Protein engineering of a nanoCLAMP antibody mimetic scaffold as a platform for producing bioprocess-compatible affinity capture ligands.

Protein A affinity chromatography is widely used for the large-scale purification of antibodies because of its high yield, selectivity, and compatibility with NaOH sanitation. A general platform to produce robust affinity capture ligands for proteins beyond antibodies would improve bioprocessing efficiency. We previously developed nanoCLAMPs (nano Clostridial Antibody Mimetic Proteins), a class of antibody mimetic proteins useful as lab-scale affinity capture reagents. This work describes a protein engineering campaign to develop a more robust nanoCLAMP scaffold compatible with harsh bioprocessing conditions. The campaign generated an improved scaffold with dramatically improved resistance to heat, proteases, and NaOH. To isolate additional nanoCLAMPs based on this scaffold, we constructed a randomized library of 1 × 1010 clones and isolated binders to several targets.
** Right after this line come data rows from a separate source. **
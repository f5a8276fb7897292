//! Request-level orchestration: cache lookup, fallback fetch, merge, persist.
//!
//! [`Resolver::resolve`] decides what to fetch and what to return;
//! [`Resolver::serve`] wraps it with the cache-control flags of a request and
//! writes newly obtained data back to the cache.

use std::fmt::{Display, Formatter};
use std::time::Instant;

use serde::{Deserialize, Serialize};
use tracing::{debug, warn};

use crate::cache::CacheStore;
use crate::config::ServiceConfig;
use crate::missing::missing_fields;
use crate::routing::{ProviderFailure, SourceRouter, SourceRouterBuilder, SourceStrategy};
use crate::{EntityKind, FieldSet, ProviderId, Record, Ticker};

/// Where the returned record came from.
#[derive(Debug, Clone, Copy, PartialEq, Eq, Serialize, Deserialize)]
#[serde(rename_all = "lowercase")]
pub enum ResolutionOrigin {
    /// Every requested field was already cached.
    Cache,
    /// Nothing usable was cached; providers answered.
    Fresh,
    /// Cached fields completed by providers.
    Merged,
}

impl ResolutionOrigin {
    pub const fn as_str(self) -> &'static str {
        match self {
            Self::Cache => "cache",
            Self::Fresh => "fresh",
            Self::Merged => "merged",
        }
    }
}

impl Display for ResolutionOrigin {
    fn fmt(&self, f: &mut Formatter<'_>) -> std::fmt::Result {
        f.write_str(self.as_str())
    }
}

/// Per-request cache switches.
#[derive(Debug, Clone, Copy, PartialEq, Eq)]
pub struct CacheControl {
    pub use_cache: bool,
    /// Drop this ticker's entry before resolving.
    pub clear_cached_data: bool,
    /// Drop the whole store before resolving.
    pub delete_all_cache: bool,
}

impl Default for CacheControl {
    fn default() -> Self {
        Self {
            use_cache: true,
            clear_cached_data: false,
            delete_all_cache: false,
        }
    }
}

impl CacheControl {
    /// Invalidating flags also bypass the cache for the current call.
    pub const fn cache_enabled(&self) -> bool {
        self.use_cache && !self.clear_cached_data && !self.delete_all_cache
    }
}

#[derive(Debug, Clone, PartialEq, Eq)]
pub struct ResolveRequest {
    pub ticker: Ticker,
    pub kind: EntityKind,
    pub fields: FieldSet,
    pub strategy: SourceStrategy,
    pub cache: CacheControl,
}

impl ResolveRequest {
    pub fn new(ticker: Ticker, kind: EntityKind, fields: FieldSet) -> Self {
        Self {
            ticker,
            kind,
            fields,
            strategy: SourceStrategy::Auto,
            cache: CacheControl::default(),
        }
    }

    pub fn with_strategy(mut self, strategy: SourceStrategy) -> Self {
        self.strategy = strategy;
        self
    }

    pub fn with_cache_control(mut self, cache: CacheControl) -> Self {
        self.cache = cache;
        self
    }
}

/// Outcome of one resolution.
#[derive(Debug, Clone)]
pub struct Resolution {
    /// `None` when neither the cache nor any provider had data.
    pub record: Option<Record>,
    /// New data was obtained and belongs in the cache.
    pub should_persist: bool,
    /// Only the fields fetched by this call, limited to what was missing.
    pub fetched: Record,
    pub origin: Option<ResolutionOrigin>,
    pub source_chain: Vec<ProviderId>,
    pub contributors: Vec<ProviderId>,
    pub warnings: Vec<String>,
    pub errors: Vec<ProviderFailure>,
    pub latency_ms: u64,
}

impl Resolution {
    fn from_cache(record: Record, started: Instant) -> Self {
        Self {
            record: Some(record),
            should_persist: false,
            fetched: Record::new(),
            origin: Some(ResolutionOrigin::Cache),
            source_chain: Vec::new(),
            contributors: Vec::new(),
            warnings: Vec::new(),
            errors: Vec::new(),
            latency_ms: elapsed_ms(started),
        }
    }

    pub fn is_found(&self) -> bool {
        self.record.is_some()
    }
}

/// Cache-aware field resolver.
pub struct Resolver {
    cache: CacheStore,
    router: SourceRouter,
}

impl Resolver {
    pub fn new(cache: CacheStore, router: SourceRouter) -> Self {
        Self { cache, router }
    }

    /// Resolver backed by the bundled adapters, configured from `config`.
    pub fn from_config(config: &ServiceConfig) -> Self {
        let cache = CacheStore::new(config.cache_path.clone(), config.cache_ttl);
        let router = SourceRouterBuilder::new()
            .with_chains(config.chains.clone())
            .with_call_timeout(config.provider_timeout)
            .build();
        Self::new(cache, router)
    }

    pub fn cache(&self) -> &CacheStore {
        &self.cache
    }

    pub fn router(&self) -> &SourceRouter {
        &self.router
    }

    /// Resolves `requested` for one ticker without writing to the cache.
    ///
    /// An empty `requested` means the whole vocabulary. With the cache
    /// enabled only the fields the cached record does not resolve are fetched,
    /// and the result says whether new data should be persisted.
    pub async fn resolve(
        &self,
        ticker: &Ticker,
        kind: EntityKind,
        requested: &FieldSet,
        strategy: &SourceStrategy,
        cache_enabled: bool,
    ) -> Resolution {
        let started = Instant::now();
        let requested = if requested.is_empty() {
            FieldSet::all()
        } else {
            requested.clone()
        };

        let cached = if cache_enabled {
            match self.cache.read(ticker).await {
                Ok(cached) => cached,
                Err(error) => {
                    warn!(ticker = %ticker, %error, "cache read failed; treating as miss");
                    None
                }
            }
        } else {
            None
        };

        let missing = missing_fields(cached.as_ref(), &requested);
        if let Some(record) = cached.as_ref().filter(|_| missing.is_empty()) {
            debug!(ticker = %ticker, fields = requested.len(), "served from cache");
            return Resolution::from_cache(record.clone(), started);
        }

        debug!(
            ticker = %ticker,
            kind = %kind,
            cached = cached.is_some(),
            missing = %missing,
            "fetching missing fields"
        );
        let outcome = self.router.route_fields(ticker, kind, &missing, strategy).await;

        let fetched = outcome
            .as_ref()
            .map(|fresh| fresh.record.project(&missing))
            .unwrap_or_default();

        let (record, should_persist, origin, source_chain, contributors, warnings, errors) =
            match (cached, outcome) {
                (Some(mut cached), Ok(fresh)) => {
                    cached.fill_from(&fetched, &missing);
                    (
                        Some(cached),
                        cache_enabled,
                        Some(ResolutionOrigin::Merged),
                        fresh.source_chain,
                        fresh.contributors,
                        fresh.warnings,
                        fresh.errors,
                    )
                }
                (Some(cached), Err(failure)) => (
                    Some(cached),
                    false,
                    Some(ResolutionOrigin::Cache),
                    failure.source_chain,
                    Vec::new(),
                    failure.warnings,
                    failure.errors,
                ),
                (None, Ok(fresh)) => (
                    Some(fresh.record),
                    cache_enabled,
                    Some(ResolutionOrigin::Fresh),
                    fresh.source_chain,
                    fresh.contributors,
                    fresh.warnings,
                    fresh.errors,
                ),
                (None, Err(failure)) => (
                    None,
                    false,
                    None,
                    failure.source_chain,
                    Vec::new(),
                    failure.warnings,
                    failure.errors,
                ),
            };

        Resolution {
            record,
            should_persist,
            fetched,
            origin,
            source_chain,
            contributors,
            warnings,
            errors,
            latency_ms: elapsed_ms(started),
        }
    }

    /// Applies the request's cache flags, resolves, and persists new data.
    ///
    /// Only the freshly fetched fields are written back, so a value another
    /// request stored meanwhile is not replaced by this request's stale view.
    /// Cache maintenance failures are logged and never fail the request.
    pub async fn serve(&self, request: &ResolveRequest) -> Resolution {
        if request.cache.delete_all_cache {
            if let Err(error) = self.cache.delete_all().await {
                warn!(%error, "failed to delete cache store");
            }
        } else if request.cache.clear_cached_data {
            if let Err(error) = self.cache.clear(&request.ticker).await {
                warn!(ticker = %request.ticker, %error, "failed to clear cache entry");
            }
        }

        let resolution = self
            .resolve(
                &request.ticker,
                request.kind,
                &request.fields,
                &request.strategy,
                request.cache.cache_enabled(),
            )
            .await;

        if resolution.should_persist && !resolution.fetched.is_empty() {
            match self.cache.upsert(&request.ticker, &resolution.fetched).await {
                Ok(created_at) => {
                    debug!(ticker = %request.ticker, %created_at, "cache entry updated");
                }
                Err(error) => {
                    warn!(ticker = %request.ticker, %error, "failed to persist resolved fields");
                }
            }
        }

        resolution
    }
}

fn elapsed_ms(started: Instant) -> u64 {
    started.elapsed().as_millis().min(u128::from(u64::MAX)) as u64
}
We then performed an in-depth characterization of nanoCLAMPs recognizing yeast SUMO, a fusion partner used for the purification of recombinant proteins. These second-generation nanoCLAMPs typically had a Kd of <80 nM, a Tm of >70 °C, and a t1/2 in 0.1 mg/ml trypsin of >20 h. Affinity chromatography resins bearing these next-generation nanoCLAMPs enabled single-step purifications of SUMO fusions. Bound target proteins could be eluted at neutral or acidic pH. These affinity resins maintained binding capacity and selectivity over 20 purification cycles, each including 10 min of cleaning-in-place with 0.1 M NaOH, and remained functional after exposure to 100% DMF and autoclaving. The improved nanoCLAMP scaffold will enable the development of robust, high-performance affinity chromatography resins against a wide range of protein targets.

Development of polyol-responsive antibody mimetics for single-step protein purification.

The purification of functional proteins is a critical pre-requisite for many experimental assays. Immunoaffinity chromatography, one of the fastest and most efficient purification procedures available, is often limited by elution conditions that disrupt structure and destroy enzymatic activity. To address this limitation, we developed polyol-responsive antibody mimetics, termed nanoCLAMPs, based on a 16 kDa carbohydrate binding module domain from Clostridium perfringens hyaluronidase. nanoCLAMPs bind targets with nanomolar affinity and high selectivity yet release their targets when exposed to a neutral polyol-containing buffer, a composition others have shown to preserve quaternary structure and enzymatic activity. We screened a phage display library for nanoCLAMPs recognizing several target proteins, produced affinity resins with the resulting nanoCLAMPs, and successfully purified functional target proteins by single-step affinity chromatography and polyol elution. To our knowledge, nanoCLAMPs constitute the first antibody mimetics demonstrated to be polyol-responsive.